NHIT Week: A long way to go before HIT reaches a tipping point
Leading up to National Health IT Week, HIMSS invited members of the health IT blog community to pen new, original posts that share their opinions on the impact health IT will have in 2013. The question was posed: How will health IT make a difference a year from now at the next National Health IT Week?
My personal opinion is that we still have a long way to go before HIT reaches a tipping point. That said, a year will make a big difference as ACOs and other value-based care models gain momentum and drive adoption. I hope by the eight annual National Health IT Week that patient engagement has increased significantly and that HIT has played an integral role in this increase.
I also posed the question above to several respected colleagues:
Tim Kelly (Dialog Medical): The continued growth in the formation of Accountable Care Organizations throughout 2012 and the first part of 2013 is due in large measure to the role played by health IT in two key areas. First, care coordination among the participants within the more heterogeneous ACOs has been possible due to the interoperability of the health IT employed by those participant organizations. Second, the use of health IT to provide patients with information on their care is allowing those beneficiaries to be more engaged partners thereby enhancing their overall health and outcomes and ultimately contributing to the shared saving goals of the ACOs.

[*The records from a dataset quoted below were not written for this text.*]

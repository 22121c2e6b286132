use async_trait::async_trait;
use aws_sdk_s3::primitives::ByteStream;
use aws_sdk_s3::Client as S3Client;
use bytes::Bytes;
use tracing::info;

use crate::storage::{BlobStore, StorageError};

/// Data lake bucket. Client construction lives in `main`.
#[derive(Debug, Clone)]
pub struct S3BlobStore {
    client: S3Client,
    bucket: String,
}

impl S3BlobStore {
    pub fn new(client: S3Client, bucket: impl Into<String>) -> Self {
        Self {
            client,
            bucket: bucket.into(),
        }
    }
}

#[async_trait]
impl BlobStore for S3BlobStore {
    async fn put(&self, key: &str, body: Bytes, content_type: &str) -> Result<(), StorageError> {
        self.client
            .put_object()
            .bucket(&self.bucket)
            .key(key)
            .body(ByteStream::from(body))
            .content_type(content_type)
            .send()
            .await
            .map_err(|e| StorageError::Backend(format!("S3 upload failed: {e}")))?;

        info!("Uploaded s3://{}/{}", self.bucket, key);
        Ok(())
    }

    async fn get(&self, key: &str) -> Result<Bytes, StorageError> {
        let output = self
            .client
            .get_object()
            .bucket(&self.bucket)
            .key(key)
            .send()
            .await
            .map_err(|e| {
                let service_error = e.into_service_error();
                if service_error.is_no_such_key() {
                    StorageError::NotFound(key.to_string())
                } else {
                    StorageError::Backend(format!("S3 download failed: {service_error}"))
                }
            })?;

        let body = output
            .body
            .collect()
            .await
            .map_err(|e| StorageError::Backend(format!("S3 body read failed: {e}")))?;
        Ok(body.into_bytes())
    }

    fn backend(&self) -> &'static str {
        "s3"
    }
}
//! Utility modules

pub mod command;
pub mod error;
pub mod resp;

pub use command::{Arg, Command};
pub use error::{
    ClientError, ClusterError, ConnectionError, DecodeError, Outcome, ProtocolError, Result,
};
pub use resp::{RespDecoder, RespEncoder, RespValue};
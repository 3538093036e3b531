//! valkey-cachedb - command-line front end for the cache client
//!
//! Runs one cache verb against the configured hosts and prints the result,
//! either as plain text or as a JSON object.

use anyhow::{Context, Result};
use serde::Serialize;
use tracing::{error, Level};
use tracing_subscriber::FmtSubscriber;

use valkey_cachedb::config::{tls_domains_from_cli, CacheCommand, CliArgs};
use valkey_cachedb::{
    CacheClient, CacheDbId, ClientConfig, ClientError, Field, Outcome, Removal, Row,
};

fn setup_logging(verbose: bool, quiet: bool) {
    let level = if quiet {
        Level::ERROR
    } else if verbose {
        Level::DEBUG
    } else {
        Level::WARN
    };

    let subscriber = FmtSubscriber::builder()
        .with_max_level(level)
        .with_target(false)
        .with_thread_ids(false)
        .with_writer(std::io::stderr)
        .finish();

    if let Err(e) = tracing::subscriber::set_global_default(subscriber) {
        eprintln!("Failed to set tracing subscriber: {}", e);
    }
}

/// What a verb produced, before rendering
enum Reply {
    Done,
    Missing,
    Bytes(Vec<u8>),
    Integer(i64),
    Removed(bool),
    Rows(Vec<Row>),
}

impl Reply {
    fn outcome(&self) -> Outcome {
        match self {
            Reply::Done | Reply::Removed(false) => Outcome::Done,
            Reply::Missing => Outcome::NotFound,
            _ => Outcome::Value,
        }
    }
}

#[derive(Serialize)]
struct JsonReport<'a> {
    outcome: Outcome,
    #[serde(skip_serializing_if = "Option::is_none")]
    value: Option<serde_json::Value>,
    #[serde(skip_serializing_if = "Option::is_none")]
    rows: Option<&'a [Row]>,
    #[serde(skip_serializing_if = "Option::is_none")]
    error: Option<String>,
}

/// Re-quote raw query words so the tokenizer sees them unchanged
fn join_query(words: &[String]) -> String {
    let mut query = String::new();
    for word in words {
        if !query.is_empty() {
            query.push(' ');
        }
        let needs_quotes =
            word.is_empty() || word.chars().any(|c| c.is_whitespace() || "'\"\\".contains(c));
        if needs_quotes {
            query.push('"');
            for c in word.chars() {
                if c == '"' || c == '\\' {
                    query.push('\\');
                }
                query.push(c);
            }
            query.push('"');
        } else {
            query.push_str(word);
        }
    }
    query
}

fn run_command(client: &mut CacheClient, command: &CacheCommand) -> valkey_cachedb::Result<Reply> {
    let reply = match command {
        CacheCommand::Get { key } => match client.get(key.as_bytes())? {
            Some(value) => Reply::Bytes(value),
            None => Reply::Missing,
        },
        CacheCommand::Set { key, value, ttl } => {
            client.set(key.as_bytes(), value.as_bytes(), *ttl)?;
            Reply::Done
        }
        CacheCommand::Del { key } => {
            Reply::Removed(client.remove(key.as_bytes())? == Removal::Removed)
        }
        CacheCommand::Incr { key, delta, ttl } => {
            Reply::Integer(client.add(key.as_bytes(), *delta, *ttl)?)
        }
        CacheCommand::Decr { key, delta, ttl } => {
            Reply::Integer(client.sub(key.as_bytes(), *delta, *ttl)?)
        }
        CacheCommand::GetCounter { key } => match client.get_counter(key.as_bytes())? {
            Some(n) => Reply::Integer(i64::from(n)),
            None => Reply::Missing,
        },
        CacheCommand::Raw { query, width } => {
            match client.raw_query(&join_query(query), *width)? {
                Some(rows) => Reply::Rows(rows),
                None => Reply::Missing,
            }
        }
    };
    Ok(reply)
}

fn print_field(field: &Field) -> String {
    match field {
        Field::Str(bytes) => String::from_utf8_lossy(bytes).into_owned(),
        Field::Int32(n) => format!("(integer) {}", n),
        Field::Null => "(nil)".to_string(),
    }
}

fn print_text(reply: &Reply) {
    match reply {
        Reply::Done => println!("OK"),
        Reply::Missing => println!("(nil)"),
        Reply::Bytes(value) => println!("{}", String::from_utf8_lossy(value)),
        Reply::Integer(n) => println!("(integer) {}", n),
        Reply::Removed(removed) => println!("(integer) {}", u8::from(*removed)),
        Reply::Rows(rows) => {
            if rows.is_empty() {
                println!("(empty)");
            }
            for (i, row) in rows.iter().enumerate() {
                let fields: Vec<String> = row.iter().map(print_field).collect();
                println!("{}) {}", i + 1, fields.join("\t"));
            }
        }
    }
}

fn print_json(result: &valkey_cachedb::Result<Reply>) -> Result<()> {
    let report = match result {
        Ok(reply) => JsonReport {
            outcome: reply.outcome(),
            value: match reply {
                Reply::Bytes(value) => Some(String::from_utf8_lossy(value).into_owned().into()),
                Reply::Integer(n) => Some((*n).into()),
                Reply::Removed(removed) => Some((*removed).into()),
                _ => None,
            },
            rows: match reply {
                Reply::Rows(rows) => Some(rows.as_slice()),
                _ => None,
            },
            error: None,
        },
        Err(e) => JsonReport {
            outcome: e.outcome(),
            value: None,
            rows: None,
            error: Some(e.to_string()),
        },
    };
    println!("{}", serde_json::to_string(&report)?);
    Ok(())
}

/// Run the selected verb; returns the process exit code
fn run() -> Result<i32> {
    let args = CliArgs::parse_args();
    setup_logging(args.verbose, args.quiet);

    let id = CacheDbId::from_cli(&args).context("Configuration error")?;
    let config = ClientConfig::from_cli(&args);
    let tls_domains = tls_domains_from_cli(&args).context("TLS configuration error")?;

    let result = CacheClient::new(id, config, tls_domains)
        .and_then(|mut client| run_command(&mut client, &args.command));

    if args.json {
        print_json(&result)?;
    }

    let outcome = match result {
        Ok(reply) => {
            if !args.json {
                print_text(&reply);
            }
            reply.outcome()
        }
        Err(e) => {
            if !args.json {
                report_error(&e);
            }
            e.outcome()
        }
    };

    Ok(match outcome {
        Outcome::Value | Outcome::Done => 0,
        Outcome::NotFound => 1,
        Outcome::TransientFailure => 2,
        Outcome::PermanentFailure => 3,
    })
}

fn report_error(e: &ClientError) {
    match e {
        ClientError::NoReachableHost { .. } => error!("{} ({})", e.root_cause(), e),
        _ => error!("{}", e),
    }
}

fn main() {
    match run() {
        Ok(code) => std::process::exit(code),
        Err(e) => {
            error!("Error: {:#}", e);
            std::process::exit(3);
        }
    }
}
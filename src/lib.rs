//! valkey-cachedb library
//!
//! Cluster-aware key-value cache client for Valkey/Redis with multi-host
//! failover, bounded retry and generic reply decoding.

pub mod client;
pub mod cluster;
pub mod config;
pub mod utils;

pub use client::{CacheClient, Field, Removal, Row};
pub use config::{CacheDbId, ClientConfig, TlsDomains};
pub use utils::{ClientError, Outcome, Result};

John Tempesco (ICA): Healthcare is facing its biggest challenges since the implementation of the perspective payment system decades ago. Value based reimbursement, starting with non-reimbursement of readmission next month, will drive fundamental change within the system. At the same time, clinical data is being collected with greater volume, velocity, variability and complexity than ever before. These conditions will force HealthIT to focus on harnessing that data to tackle these new challenges and evolve healthcare to the next level.
Steven Merahn (ActiveHealth Management): An evolution of HIT from data capture and transaction management to HIT systems as “intelligent agents” supporting human interactions in care delivery. Physicians will increasingly taking responsibility for the design and utilization of these systems as they embrace a leadership role in collaborative care, and reinforce their role as critical influencer of patient decisions. We’ll also see patients and professionals interacting on and working from the same HIT platform, but one that is adaptive to the health literacy and knowledge level of the user. This will creates a level of equity between the patient and all the members of their health care provider teams.